The Dial - Transcendentalist Journal

Transcendentalist Journal

Members of the Hedge Club began talks for creating a vehicle for their essays and reviews in philosophy and religion in October 1839. Other influential journals, including the North American Review and the Christian Examiner refused to accept their work for publication. Orestes Brownson proposed utilizing his recently-established periodical Boston Quarterly Review but members of the club decided a new publication was a better solution. Frederick Henry Hedge, Theodore Parker, and Ralph Waldo Emerson were originally considered for the editor role. On October 20, 1839, Margaret Fuller officially accepted the editorship, though she was unable to begin work on the publication until the first week of 1840. George Ripley served as the managing editor. Its first issue was published in July 1840 with an introduction by Emerson calling it a "Journal in a new spirit". In this first form, the magazine remained in publication until 1844. Emerson wrote to Fuller on August 4, 1840, of his ambitions for the magazine:

I begin to wish to see a different Dial from that which I first imagined. I would not have it too purely literary. I wish we might make a Journal so broad & great in its survey that it should lead the opinion of this generation on every great interest & read the law on property, government, education, as well as on art, letters, & religion. A great Journal people must read. And it does not seem worth our while to work with any other than sovereign aims. So I wish we might court some of the good fanatics and publish chapters on every head in the whole Art of Living....I know the danger of such latitude of plan in any but the best conducted Journal. It becomes friendly to special modes of reform, partisan, bigoted, perhaps whimsical; not universal & poetic. But our round table is not, I fancy, in imminent peril of party & bigotry, & we shall bruise each the other's whims by the collision.

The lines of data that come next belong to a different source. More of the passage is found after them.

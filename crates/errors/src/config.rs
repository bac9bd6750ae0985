//! Configuration error types

use std::borrow::Cow;

use crate::UserFacingError;
use thiserror::Error;

#[derive(Debug, Clone, Error)]
#[non_exhaustive]
pub enum ConfigError {
    #[error("config file not found: {path}")]
    NotFound { path: String },

    #[error("invalid config: {message}")]
    Invalid { message: String },

    #[error("parse error: {message}")]
    ParseError { message: String },

    #[error("missing required field: {field}")]
    MissingField { field: String },

    #[error("invalid value for {field}: {value}")]
    InvalidValue { field: String, value: String },

    #[error("environment variable not found: {var}")]
    EnvVarNotFound { var: String },

    #[error("failed to write config to {path}: {error}")]
    WriteError { path: String, error: String },

    #[error("failed to serialize config: {error}")]
    SerializeError { error: String },
}

impl UserFacingError for ConfigError {
    fn user_message(&self) -> Cow<'_, str> {
        Cow::Owned(self.to_string())
    }

    fn user_hint(&self) -> Option<&'static str> {
        match self {
            Self::NotFound { .. } => {
                Some("Provide a configuration file or drop --config to use the defaults.")
            }
            Self::MissingField { field } => Some(match field.as_str() {
                "cache_dir" => "Set paths.cache_dir in the configuration file or pass --cache.",
                _ => "Add the missing configuration field noted in the error message.",
            }),
            Self::InvalidValue { .. } | Self::Invalid { .. } | Self::ParseError { .. } => {
                Some("Fix the configuration value and retry the command.")
            }
            Self::EnvVarNotFound { .. } => {
                Some("Export the environment variable or move the value into the config file.")
            }
            Self::WriteError { .. } => Some("Ensure the config path is writable and retry."),
            _ => None,
        }
    }

    fn is_retryable(&self) -> bool {
        false
    }

    fn user_code(&self) -> Option<&'static str> {
        Some(match self {
            Self::NotFound { .. } => "config.not_found",
            Self::Invalid { .. } => "config.invalid",
            Self::ParseError { .. } => "config.parse_error",
            Self::MissingField { .. } => "config.missing_field",
            Self::InvalidValue { .. } => "config.invalid_value",
            Self::EnvVarNotFound { .. } => "config.env_var_not_found",
            Self::WriteError { .. } => "config.write_error",
            Self::SerializeError { .. } => "config.serialize_error",
        })
    }
}
//! Lifecycle stages
//!
//! Each stage is a free function over the recipe and the directories of the
//! current invocation. The orchestrator in `core::builder` calls them in
//! order and owns timing and failure reporting.

pub mod build;
pub mod package;
pub mod source;

pub use build::{compile, configure, generate, require_dependencies};
pub use package::{export_metadata, package};
pub use source::fetch_and_patch;
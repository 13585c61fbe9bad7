//! CSV logger for RAPL package power, per-CPU frequency, governor and
//! P-state settings, and C-state residency, sampled on a fixed 500 ms grid.

use std::error::Error;
use std::fs::{self, File};
use std::io::{BufWriter, Write};
use std::path::{Path, PathBuf};
use std::process;
use std::sync::atomic::{AtomicBool, Ordering};
use std::sync::Arc;

use chrono::Local;
use clap::Parser;
use sysinfo::{CpuRefreshKind, RefreshKind, System};

use load_generator::cpuidle::{discover_states, CPUIDLE_ROOT};
use load_generator::duty_cycle::{monotonic_ns, CycleAnchor, NSEC_PER_SEC};
use load_generator::powercap::{discover_domains, POWERCAP_ROOT};

const SAMPLE_INTERVAL_NS: i64 = 500_000_000;
const SAMPLE_INTERVAL_SECS: f64 = 0.5;
/// Rows buffered between flushes, so a killed run loses at most this many.
const FLUSH_EVERY: usize = 50;

#[derive(Parser, Debug)]
#[command(name = "rapl-monitor", version, about = "Log RAPL power and CPU state to CSV")]
struct Args {
    /// Measurement duration in seconds (0 = run until interrupted)
    #[arg(default_value_t = 0)]
    duration: u64,

    /// Output CSV file
    #[arg(short, long, default_value = "rapl_power_log.csv")]
    output: PathBuf,

    /// Print sampling-loop timing statistics when the run ends
    #[arg(long)]
    benchmark: bool,
}

fn read_sysfs_string(path: &Path) -> Option<String> {
    fs::read_to_string(path).ok().map(|s| s.trim().to_string())
}

fn pstate_status() -> String {
    read_sysfs_string(Path::new("/sys/devices/system/cpu/intel_pstate/status"))
        .unwrap_or_else(|| "unknown".to_string())
}

fn current_governor() -> String {
    read_sysfs_string(Path::new("/sys/devices/system/cpu/cpu0/cpufreq/scaling_governor"))
        .unwrap_or_else(|| "unknown".to_string())
}

fn energy_preference(cpu: usize) -> String {
    let path = format!(
        "/sys/devices/system/cpu/cpu{}/cpufreq/energy_performance_preference",
        cpu
    );
    read_sysfs_string(Path::new(&path)).unwrap_or_else(|| "N/A".to_string())
}

/// P-state columns of one sample row. With the driver active there is one
/// energy-performance-preference column per CPU; otherwise a single column
/// records the driver status string (`passive`, `off`, `unknown`).
fn push_pstate_fields(fields: &mut Vec<String>, pstate: &str, num_cpus: usize) {
    if pstate == "active" {
        for cpu in 0..num_cpus {
            fields.push(energy_preference(cpu));
        }
    } else {
        fields.push(pstate.to_string());
    }
}

/// CSV header row. The column set is fixed here at startup; every sample row
/// must follow the same layout.
fn build_header(
    domain_names: &[String],
    num_cpus: usize,
    pstate_active: bool,
    idle_columns: &[String],
) -> String {
    let mut columns = vec!["Timestamp".to_string()];
    for name in domain_names {
        columns.push(format!("{} (W)", name));
    }
    for cpu in 0..num_cpus {
        columns.push(format!("CPU{}_Freq (MHz)", cpu));
    }
    columns.push("Governor".to_string());
    if pstate_active {
        for cpu in 0..num_cpus {
            columns.push(format!("CPU{}_P-State", cpu));
        }
    } else {
        columns.push("P-State".to_string());
    }
    for cpu in 0..num_cpus {
        columns.push(format!("CPU{}_Enabled_CStates", cpu));
    }
    for key in idle_columns {
        columns.push(format!("{} (ms)", key));
    }
    columns.join(",")
}

fn main() -> Result<(), Box<dyn Error>> {
    let args = Args::parse();

    let running = Arc::new(AtomicBool::new(true));
    let running_clone = Arc::clone(&running);
    ctrlc::set_handler(move || running_clone.store(false, Ordering::SeqCst))?;

    let domains = match discover_domains(Path::new(POWERCAP_ROOT)) {
        Ok(domains) if !domains.is_empty() => domains,
        Ok(_) | Err(_) => {
            eprintln!(
                "No RAPL domains found under {} (try running as root)",
                POWERCAP_ROOT
            );
            process::exit(1);
        }
    };

    let num_cpus = num_cpus::get();
    let idle_states = discover_states(Path::new(CPUIDLE_ROOT), num_cpus);
    let pstate = pstate_status();
    let pstate_active = pstate == "active";

    let domain_names: Vec<String> = domains.iter().map(|d| d.name.clone()).collect();
    let idle_columns: Vec<String> = idle_states.iter().map(|s| s.column_key()).collect();

    let mut sys = System::new_with_specifics(
        RefreshKind::nothing().with_cpu(CpuRefreshKind::nothing().with_frequency()),
    );

    let mut writer = BufWriter::new(File::create(&args.output)?);
    writeln!(
        writer,
        "{}",
        build_header(&domain_names, num_cpus, pstate_active, &idle_columns)
    )?;

    println!(
        "Monitoring {} RAPL domains on {} CPUs every {} ms. Output: {}",
        domains.len(),
        num_cpus,
        SAMPLE_INTERVAL_NS / 1_000_000,
        args.output.display()
    );
    if args.duration == 0 {
        println!("To stop, use: kill {}", process::id());
    }

    // Baseline counter readings; every logged value is a delta from these.
    let mut prev_energy = Vec::with_capacity(domains.len());
    for domain in &domains {
        prev_energy.push(domain.read_energy_uj()?);
    }
    let mut prev_idle_us: Vec<u64> = idle_states
        .iter()
        .map(|s| s.read_time_us().unwrap_or(0))
        .collect();

    let start_ns = monotonic_ns();
    // A duration too large to express in nanoseconds behaves like unlimited.
    let deadline_ns = i64::try_from(args.duration)
        .ok()
        .filter(|d| *d > 0)
        .and_then(|d| d.checked_mul(NSEC_PER_SEC))
        .map(|d| start_ns.saturating_add(d));
    let mut anchor = CycleAnchor::now();

    let mut rows_buffered = 0usize;
    let mut samples: u64 = 0;
    let mut overruns: u64 = 0;
    let mut sample_secs_total = 0.0f64;
    let mut sample_secs_min = f64::MAX;
    let mut sample_secs_max = 0.0f64;

    while running.load(Ordering::SeqCst) {
        if deadline_ns.is_some_and(|deadline| monotonic_ns() >= deadline) {
            break;
        }

        // Sampling instants stay on the absolute 500 ms grid no matter how
        // long the previous sample took to collect.
        anchor.advance(SAMPLE_INTERVAL_NS);
        if monotonic_ns() > anchor.as_ns() {
            overruns += 1;
        }
        anchor.sleep_until();

        let sample_start_ns = monotonic_ns();
        let mut fields = Vec::with_capacity(idle_columns.len() + 3 * num_cpus + 3);
        fields.push(Local::now().format("%Y-%m-%d %H:%M:%S%.3f").to_string());

        for (domain, prev) in domains.iter().zip(prev_energy.iter_mut()) {
            let curr = domain.read_energy_uj().unwrap_or(*prev);
            let delta_uj = domain.energy_delta_uj(*prev, curr);
            *prev = curr;
            let watts = delta_uj as f64 / 1e6 / SAMPLE_INTERVAL_SECS;
            fields.push(format!("{:.3}", watts));
        }

        sys.refresh_cpu_specifics(CpuRefreshKind::nothing().with_frequency());
        for cpu in 0..num_cpus {
            let freq = sys.cpus().get(cpu).map(|c| c.frequency()).unwrap_or(0);
            fields.push(freq.to_string());
        }

        fields.push(current_governor());

        push_pstate_fields(&mut fields, &pstate, num_cpus);

        for cpu in 0..num_cpus {
            let enabled: Vec<&str> = idle_states
                .iter()
                .filter(|s| s.cpu == cpu && s.is_enabled())
                .map(|s| s.name.as_str())
                .collect();
            fields.push(if enabled.is_empty() {
                "none".to_string()
            } else {
                enabled.join(" ")
            });
        }

        for (state, prev) in idle_states.iter().zip(prev_idle_us.iter_mut()) {
            let curr = state.read_time_us().unwrap_or(*prev);
            let delta_us = curr.saturating_sub(*prev);
            *prev = curr;
            fields.push(format!("{:.3}", delta_us as f64 / 1000.0));
        }

        writeln!(writer, "{}", fields.join(","))?;
        rows_buffered += 1;
        if rows_buffered >= FLUSH_EVERY {
            writer.flush()?;
            rows_buffered = 0;
        }

        samples += 1;
        let sample_secs = (monotonic_ns() - sample_start_ns) as f64 / 1e9;
        sample_secs_total += sample_secs;
        sample_secs_min = sample_secs_min.min(sample_secs);
        sample_secs_max = sample_secs_max.max(sample_secs);
    }

    writer.flush()?;

    if args.benchmark {
        if samples > 0 {
            println!(
                "Sampled {} rows: avg {:.6} s, min {:.6} s, max {:.6} s per sample, {} overruns",
                samples,
                sample_secs_total / samples as f64,
                sample_secs_min,
                sample_secs_max,
                overruns
            );
        } else {
            println!("No iterations recorded.");
        }
    }

    println!("Measurement complete. Data saved in {}", args.output.display());
    Ok(())
}
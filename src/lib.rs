//! Fluctuating per-core CPU load generation, plus the sysfs readers used by
//! the companion RAPL power monitor.

pub mod affinity;
pub mod cpu_load;
pub mod cpuidle;
pub mod duty_cycle;
pub mod powercap;
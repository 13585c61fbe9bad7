//! Per-CPU C-state descriptors from the cpuidle sysfs tree.

use std::fs;
use std::io;
use std::path::{Path, PathBuf};

/// Sysfs root holding the per-CPU directories (`cpu0`, `cpu1`, ...).
pub const CPUIDLE_ROOT: &str = "/sys/devices/system/cpu";

/// One C-state of one CPU (`.../cpuN/cpuidle/stateM`).
#[derive(Debug, Clone)]
pub struct CpuIdleState {
    pub cpu: usize,
    pub name: String,
    time_path: PathBuf,
    disable_path: PathBuf,
}

impl CpuIdleState {
    /// Column key combining the CPU index and state name, e.g. `CPU0_C1E`.
    pub fn column_key(&self) -> String {
        format!("CPU{}_{}", self.cpu, self.name)
    }

    /// Cumulative time spent in this state, in microseconds.
    pub fn read_time_us(&self) -> io::Result<u64> {
        let raw = fs::read_to_string(&self.time_path)?;
        raw.trim().parse().map_err(|e| {
            io::Error::new(
                io::ErrorKind::InvalidData,
                format!("bad cpuidle time value {:?}: {}", raw.trim(), e),
            )
        })
    }

    /// Whether the state is currently enabled (its `disable` knob reads 0).
    pub fn is_enabled(&self) -> bool {
        fs::read_to_string(&self.disable_path)
            .map(|s| s.trim() == "0")
            .unwrap_or(false)
    }
}

/// Enumerate every C-state of CPUs `0..num_cpus` under `root`, ordered by CPU
/// and then by state number. CPUs without a cpuidle directory (or with states
/// missing their `name` or `time` files) contribute nothing.
pub fn discover_states(root: &Path, num_cpus: usize) -> Vec<CpuIdleState> {
    let mut states = Vec::new();
    for cpu in 0..num_cpus {
        let idle_dir = root.join(format!("cpu{}", cpu)).join("cpuidle");
        let entries = match fs::read_dir(&idle_dir) {
            Ok(entries) => entries,
            Err(_) => continue,
        };

        let mut numbered: Vec<(u32, PathBuf)> = entries
            .filter_map(|entry| entry.ok())
            .filter_map(|entry| {
                let number = entry
                    .file_name()
                    .to_str()
                    .and_then(|n| n.strip_prefix("state"))
                    .and_then(|n| n.parse().ok())?;
                Some((number, entry.path()))
            })
            .collect();
        numbered.sort_by_key(|(number, _)| *number);

        for (_, dir) in numbered {
            let name = match fs::read_to_string(dir.join("name")) {
                Ok(name) => name.trim().to_string(),
                Err(_) => continue,
            };
            let time_path = dir.join("time");
            if !time_path.is_file() {
                continue;
            }
            states.push(CpuIdleState {
                cpu,
                name,
                time_path,
                disable_path: dir.join("disable"),
            });
        }
    }
    states
}
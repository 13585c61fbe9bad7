//! Per-core duty-cycle load workers and the launcher that starts one per core.

use std::sync::atomic::{AtomicBool, Ordering};
use std::sync::Arc;
use std::thread::{self, JoinHandle};
use std::time::{Duration, SystemTime, UNIX_EPOCH};

use rand::rngs::StdRng;
use rand::SeedableRng;

use crate::affinity::pin_to_core;
use crate::duty_cycle::{busy_wait, CycleAnchor, CyclePlan, CYCLE_NS};

/// Delay between successive worker starts. Offsets the cycle anchors so the
/// busy phases do not begin in lockstep on every core.
const STARTUP_STAGGER: Duration = Duration::from_millis(10);

/// Seed for one worker's generator: wall-clock seconds plus the core id, so
/// workers started within the same second still draw different sequences.
fn worker_seed(core_id: usize) -> u64 {
    let secs = SystemTime::now()
        .duration_since(UNIX_EPOCH)
        .unwrap()
        .as_secs();
    secs.wrapping_add(core_id as u64)
}

/// One duty cycle: draw a plan, spin through the busy phase, then sleep to
/// the next absolute cycle boundary. Returns the executed plan.
pub fn run_cycle(rng: &mut StdRng, anchor: &mut CycleAnchor) -> CyclePlan {
    let plan = CyclePlan::draw(rng);
    busy_wait(plan.busy_ns);
    anchor.advance(CYCLE_NS);
    anchor.sleep_until();
    plan
}

/// Body of one load worker: pin to the core once, then cycle until `running`
/// is cleared. The flag is checked between cycles, never inside the spin.
pub fn load_on_core(core_id: usize, running: Arc<AtomicBool>) {
    pin_to_core(core_id);
    let mut rng = StdRng::seed_from_u64(worker_seed(core_id));
    let mut anchor = CycleAnchor::now();
    while running.load(Ordering::SeqCst) {
        run_cycle(&mut rng, &mut anchor);
    }
}

/// Start one named load worker per core, each spawn closure capturing its own
/// core id. The caller is responsible for joining the handles.
pub fn spawn_load_workers(num_cores: usize, running: Arc<AtomicBool>) -> Vec<JoinHandle<()>> {
    let mut handles = Vec::with_capacity(num_cores);
    for core_id in 0..num_cores {
        let running = Arc::clone(&running);
        let handle = thread::Builder::new()
            .name(format!("load-core-{}", core_id))
            .spawn(move || load_on_core(core_id, running))
            .expect("failed to spawn load worker");
        handles.push(handle);
        thread::sleep(STARTUP_STAGGER);
    }
    handles
}

/// Generate load on `num_cores` cores for `duration` seconds, 0 meaning
/// indefinitely. Blocks until every worker has stopped.
pub fn run_load(num_cores: usize, duration: u64) {
    let running = Arc::new(AtomicBool::new(true));

    // Stop after the specified duration; with 0 the flag is never cleared.
    let mut stop_thread = None;
    if duration > 0 {
        let running_clone = Arc::clone(&running);
        stop_thread = Some(thread::spawn(move || {
            thread::sleep(Duration::from_secs(duration));
            running_clone.store(false, Ordering::SeqCst);
        }));
    }

    for handle in spawn_load_workers(num_cores, running) {
        let _ = handle.join();
    }
    if let Some(handle) = stop_thread {
        let _ = handle.join();
    }
}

The title of the journal, which was suggested by Bronson Alcott, intended to evoke a sundial. The connotations of the image were expanded upon by Emerson in concluding his editorial introduction to the journal's first issue:

And so with diligent hands and good intent we set down our Dial on the earth. We wish it may resemble that instrument in its celebrated happiness, that of measuring no hours but those of sunshine. Let it be one cheerful rational voice amidst the din of mourners and polemics. Or to abide by our chosen image, let it be such a Dial, not as the dead face of a clock, hardly even such as the Gnomon in a garden, but rather such a Dial as is the Garden itself, in whose leaves and flowers the suddenly awakened sleeper is instantly apprised not what part of dead time, but what state of life and growth is now arrived and arriving.

The Dial was heavily criticized, even by Transcendentalists. Ripley said, "They had expected hoofs and horns while it proved as gentle as any sucking dove". The journal was never financially stable. In 1843, Elizabeth Peabody, acting as business manager, noted that the journal's income was not covering the cost of printing and that subscriptions totaled just over two hundred. It ceased publication in April 1844. Horace Greeley, in the May 25 issue of the New-York Weekly Tribune, reported it as an end to the "most original and thoughtful periodical ever published in this country".